We extend the results obtained in [14] by introducing a new class of boundary value problems involving non-local dynamic boundary conditions. We focus on the problem to find a solution to a local problem on a domain \(\varOmega \) with non-local dynamic conditions on the boundary \(\partial \varOmega \). Due to the pioneering nature of the present research, we propose here the apparently simple case of \(\varOmega =(0, \infty )\) with boundary \(\{0\}\) of zero Lebesgue measure. Our results turn out to be instructive for the general case of boundary with positive (finite) Borel measures.
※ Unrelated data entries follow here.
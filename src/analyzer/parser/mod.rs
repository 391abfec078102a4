//! Source Parser Module
//!
//! Turns scanned files into [`ParsedFile`] records. Java goes through the
//! tree-sitter parser; everything else (and any Java file that fails to
//! parse) becomes a line-count-only record.

pub mod java;
pub mod language;
pub mod traits;

pub use java::JavaParser;
pub use language::Language;
pub use traits::{
    LineCounts, Parser, count_lines, create_ts_parser, generic_record, get_node_text, query_texts,
};

use tracing::{debug, warn};

use crate::analyzer::scanner::ScannedFile;
use crate::pipeline::BusinessRules;
use crate::types::{ParsedFile, Result};

/// Dispatches each file to the parser for its language
pub struct SourceParser {
    java: JavaParser,
    project_language: Language,
}

impl SourceParser {
    /// `project_language` tags files whose own extension is not recognized
    pub fn new(rules: BusinessRules, project_language: Language) -> Result<Self> {
        Ok(Self {
            java: JavaParser::new(rules)?,
            project_language,
        })
    }

    /// Parse every readable file, preserving scan order. Unreadable files are skipped.
    pub fn parse_files(&self, files: &[ScannedFile]) -> Vec<ParsedFile> {
        let mut parsed = Vec::with_capacity(files.len());

        for file in files {
            match std::fs::read_to_string(&file.path) {
                Ok(content) => parsed.push(self.parse_content(&file.relative, &content)),
                Err(e) => warn!("Skipping unreadable file {}: {}", file.relative, e),
            }
        }

        debug!("Parsed {} of {} files", parsed.len(), files.len());
        parsed
    }

    pub fn parse_content(&self, path: &str, content: &str) -> ParsedFile {
        let language = match Language::from_path(path) {
            Language::Unknown => self.project_language,
            known => known,
        };

        if language == self.java.language() {
            match self.java.parse(path, content) {
                Ok(file) => return file,
                Err(e) => warn!("Falling back to line counts for {}: {}", path, e),
            }
        }

        generic_record(path, content, language)
    }
}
Moreover, in our view, we bring new light to dynamic boundary value problems and the probabilistic description of the associated models.

我们通过引入涉及非局部动态边界条件的一类新的边值问题来扩展[14]中获得的结果。我们专注于寻找边界上具有非局部动态条件的域\(\varOmega \)上的局部问题的解决方案\(\partial \varOmega \) 。由于本研究的开创性，我们在这里提出了明显简单的情况\(\varOmega =(0, \infty )\) ，其边界\(\{0\}\)为零勒贝格测度。我们的结果对于具有正（有限）Borel 测度的边界的一般情况具有指导意义。此外，我们认为，我们为动态边值问题和相关模型的概率描述带来了新的思路。